In implementation, an audio collection device, such as a microphone, for collecting voice data may be installed on the terminal. When the user wants to send text to others through the terminal, he can first turn on the voice recognition function of the terminal, and then speak the voice corresponding to the text to be sent to the terminal's audio collection device, and the terminal can obtain it through the audio collection device. Corresponding voice data. For example, if a user wants to send a text "What are you doing" to a friend in the terminal's instant messaging application, he can turn on the terminal's voice recognition function and say "What are you doing" to the audio collection device. The terminal can then obtain the voice data corresponding to "what are you doing" through the audio collection device.

Or, when the user wants to control the terminal by voice, he can first enable the voice recognition function of the terminal, and then speak the corresponding control word to the terminal. For example, when the user wants to control the instant messaging application in the mobile phone to send a text message to Zhang San, he can say "open the instant messaging application and send to Zhang San: rain today" to the mobile phone; or the user wants to control the temperature of the air conditioner At this time, you can say "adjust the temperature to 25 degrees" to the air conditioner.

The terminal collects the corresponding voice data through the audio collection device. Since the user starts speaking, until the detected volume is lower than the preset threshold, the voice data obtained at this time is the voice data to be recognized. When the user speaks more content, the corresponding duration will be longer. Since the user starts speaking, the terminal obtains multiple pieces of voice data according to a preset duration, and each piece of voice data can be used as the voice data to be identified.

In step 102, phoneme data corresponding to the speech data to be identified is determined.

Among them, the phoneme data is data used to indicate the composition of the pronunciation. For example, for Chinese, the phoneme data is the pinyin corresponding to the Chinese characters. The phoneme data can include one or more phoneme units, each phoneme unit corresponds to a word, and each phoneme unit can be composed of one or more pronunciation identifiers. For Chinese, the pronunciation identifier is the initial in each pinyin The phoneme unit corresponding to the vowel, for example, "I" is wǒ. For example, the phoneme unit corresponding to "か" in Japanese is "ka".

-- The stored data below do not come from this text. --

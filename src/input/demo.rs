use crate::core::{Entity, EntityLoad, EntityMeta, LoadError, LoadFailure, Rgb, Sample};
use crate::input::{DataProvider, SessionRequest};
use std::f64::consts::TAU;

/// Samples in the fastest lap of the field
const BASE_SAMPLES: usize = 720;
/// Lap time matching `BASE_SAMPLES`, in seconds
const BASE_LAP_SECS: f64 = 88.0;

const GRID: &[(&str, &str, &str, f64)] = &[
    ("VER", "Max Verstappen", "3671C6", 1.000),
    ("NOR", "Lando Norris", "FF8000", 1.004),
    ("HAM", "Lewis Hamilton", "27F4D2", 1.007),
    ("PIA", "Oscar Piastri", "FF8000", 1.009),
    ("RUS", "George Russell", "27F4D2", 1.012),
    ("LEC", "Charles Leclerc", "E8002D", 1.015),
    ("SAI", "Carlos Sainz", "E8002D", 1.018),
    ("ALO", "Fernando Alonso", "229971", 1.024),
    ("ALB", "Alexander Albon", "64C4FF", 1.031),
    ("GAS", "Pierre Gasly", "FF87BC", 1.037),
];

/// Procedural session for running without recorded data
///
/// Every entity drives the same closed circuit starting from the line; slower
/// pace factors produce longer series, so the field spreads out and shorter
/// series finish before the replay wraps.
#[derive(Debug, Default)]
pub struct DemoProvider;

impl DemoProvider {
    pub fn new() -> Self {
        Self
    }
}

impl DataProvider for DemoProvider {
    fn name(&self) -> &str {
        "demo circuit"
    }

    fn load_session(&self, _request: &SessionRequest) -> Result<Vec<EntityLoad>, LoadError> {
        Ok(GRID
            .iter()
            .map(|&(key, name, color, pace)| {
                let meta = EntityMeta::new(key, name, Rgb::from_hex_or_white(color));
                Entity::new(meta, lap(pace)).map_err(|e| LoadFailure::new(key, e))
            })
            .collect())
    }
}

/// One lap at `pace` (1.0 = fastest)
fn lap(pace: f64) -> Vec<Sample> {
    let samples = (BASE_SAMPLES as f64 * pace).round() as usize;
    let dt = BASE_LAP_SECS * pace / samples as f64;

    (0..samples)
        .map(|i| {
            let t = i as f64 / samples as f64 * TAU;
            let [x, y] = circuit(t);
            let speed = corner_speed(t) / pace;
            let accelerating = corner_speed(t + 0.01) >= corner_speed(t);
            let throttle = if accelerating { 100.0 } else { (speed - 90.0).clamp(0.0, 60.0) };
            let brake = if accelerating { 0.0 } else { 100.0 };
            let gear = (speed / 42.0).ceil().clamp(1.0, 8.0);

            Sample {
                x,
                y,
                speed,
                throttle,
                brake,
                gear,
                elapsed: Some(i as f64 * dt),
            }
        })
        .collect()
}

/// Track position in raw (meter-like) coordinates
fn circuit(t: f64) -> [f64; 2] {
    let radius = 2_400.0 + 600.0 * (3.0 * t).sin() + 250.0 * (5.0 * t).cos();
    [1.4 * radius * t.cos(), radius * t.sin()]
}

fn corner_speed(t: f64) -> f64 {
    215.0 + 95.0 * (3.0 * t + 0.6).cos() + 25.0 * (5.0 * t).sin()
}
use winit::event::{ElementState, KeyEvent};
use winit::keyboard::{KeyCode, ModifiersState, PhysicalKey};

/// Keyboard shortcut table
pub struct ShortcutManager {
    shortcuts: Vec<Shortcut>,
}

#[derive(Debug, Clone)]
pub struct Shortcut {
    pub key: PhysicalKey,
    pub ctrl: bool,
    pub shift: bool,
    pub alt: bool,
    pub action: ShortcutAction,
    pub description: &'static str,
}

#[derive(Debug, Clone, Copy, PartialEq, Eq)]
pub enum ShortcutAction {
    TogglePause,
    SpeedUp,
    SpeedDown,
    Quit,
}

impl ShortcutManager {
    pub fn new() -> Self {
        let mut manager = Self {
            shortcuts: Vec::new(),
        };
        manager.register_defaults();
        manager
    }

    fn register_defaults(&mut self) {
        self.register(KeyCode::Space, false, ShortcutAction::TogglePause, "Play/Pause");
        self.register(KeyCode::ArrowUp, false, ShortcutAction::SpeedUp, "Speed Up");
        self.register(KeyCode::ArrowDown, false, ShortcutAction::SpeedDown, "Speed Down");
        self.register(KeyCode::Escape, false, ShortcutAction::Quit, "Quit");
        self.register(KeyCode::KeyQ, true, ShortcutAction::Quit, "Quit");
    }

    fn register(&mut self, code: KeyCode, ctrl: bool, action: ShortcutAction, description: &'static str) {
        self.shortcuts.push(Shortcut {
            key: PhysicalKey::Code(code),
            ctrl,
            shift: false,
            alt: false,
            action,
            description,
        });
    }

    /// Action bound to a key with exactly these modifiers
    pub fn lookup(&self, key: PhysicalKey, modifiers: ModifiersState) -> Option<ShortcutAction> {
        self.shortcuts
            .iter()
            .find(|s| {
                s.key == key
                    && s.ctrl == modifiers.control_key()
                    && s.shift == modifiers.shift_key()
                    && s.alt == modifiers.alt_key()
            })
            .map(|s| s.action)
    }

    /// Process a key event and return the matching action (if any).
    /// Releases and auto-repeats are ignored.
    pub fn process_event(&self, event: &KeyEvent, modifiers: ModifiersState) -> Option<ShortcutAction> {
        if event.state != ElementState::Pressed || event.repeat {
            return None;
        }
        self.lookup(event.physical_key, modifiers)
    }

    /// One-line summary for the status bar, first binding per action
    pub fn hint_line(&self) -> String {
        let mut seen = Vec::new();
        let mut parts = Vec::new();
        for shortcut in &self.shortcuts {
            if seen.contains(&shortcut.action) {
                continue;
            }
            seen.push(shortcut.action);
            parts.push(format!("{} {}", shortcut_label(shortcut), shortcut.description));
        }
        parts.join("   ")
    }
}

impl Default for ShortcutManager {
    fn default() -> Self {
        Self::new()
    }
}

fn shortcut_label(shortcut: &Shortcut) -> String {
    let mut label = String::new();
    if shortcut.ctrl {
        label.push_str("Ctrl+");
    }
    if shortcut.shift {
        label.push_str("Shift+");
    }
    if shortcut.alt {
        label.push_str("Alt+");
    }
    label.push_str(&key_to_string(shortcut.key));
    label
}

fn key_to_string(key: PhysicalKey) -> String {
    match key {
        PhysicalKey::Code(code) => match code {
            KeyCode::Space => "Space".to_string(),
            KeyCode::Escape => "Esc".to_string(),
            KeyCode::ArrowUp => "Up".to_string(),
            KeyCode::ArrowDown => "Down".to_string(),
            KeyCode::KeyQ => "Q".to_string(),
            _ => format!("{:?}", code),
        },
        _ => "?".to_string(),
    }
}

Optionally, in order to convert the speech data into phoneme data with higher accuracy and efficiency, a machine training model may be used for conversion. Accordingly, the processing in step 102 may be as follows: the speech is determined based on a pre-trained speech acoustic model Phoneme data corresponding to the data.

Among them, the speech acoustic model is a model constructed based on CNN (Convolutional Neural Network) and RNN (Recurrent Neural Network).

In the implementation, the voice acoustic model should be trained in advance. A technician can obtain the voice data and its corresponding phoneme data from an existing database, or obtain the voice data from the Internet, and then obtain the phoneme data manually based on the voice data. The acquired voice data is sample voice data, which is used as sample input data. The phoneme data corresponding to the voice data is sample phoneme data. As sample output data, one sample voice data and corresponding sample phoneme data can be used as a set of training samples. Train the initial speech acoustic model. The speech acoustic model is trained by a large number of training samples to obtain the required speech acoustic model. During the training of the speech acoustic model, due to the large amount of sample data and the high computing and storage performance requirements of the device, it can be performed in the server.

The process of determining the phoneme data corresponding to the voice data may be performed in the terminal. Take the voice data generated by the user's real-time speech as the input of the voice acoustic model as an example: when the user speaks a sentence to the terminal, the terminal acquires the voice data and inputs it into the voice acoustic model and the voice acoustic model The CNN performs feature extraction on the voice data to obtain the feature vector corresponding to the voice data. The feature vector is then processed by the RNN to obtain the corresponding phoneme data.

In step 103, the phoneme data is input into a pre-trained phoneme text conversion model to obtain text data corresponding to the speech data.

Among them, the phoneme text conversion model is a machine training model.

In the embodiment, as shown in FIG. 2 is a schematic diagram of a speech acoustic model and a phoneme text conversion model in the embodiment of the present application. It can be seen that the phoneme data obtained by the terminal converting the speech data through the speech acoustic model will be input to the pre-trained Phoneme text conversion model to obtain text data corresponding to phoneme data. The terminal can display the obtained text data. For example, in an instant messaging application, the user can input text through voice. After the terminal displays the text data, the user can also edit the displayed text data. Alternatively, the terminal can perform corresponding operations based on the text data. For example, in a voice assistant of a smartphone, an operation instruction can be spoken to it and "call Li Si", and the voice assistant displays "Give Li Si Da" on the interface. Phone "and do so.

Optionally, before the phoneme text conversion model is used to convert the phoneme text, the phoneme text conversion model may be trained in advance. Accordingly, the processing may be as follows: obtaining sample phoneme data and corresponding sample text data; using the sample phoneme data as Sample input data, and the sample text data is used as sample output data to train an initial phoneme text conversion model to obtain a phoneme text conversion model.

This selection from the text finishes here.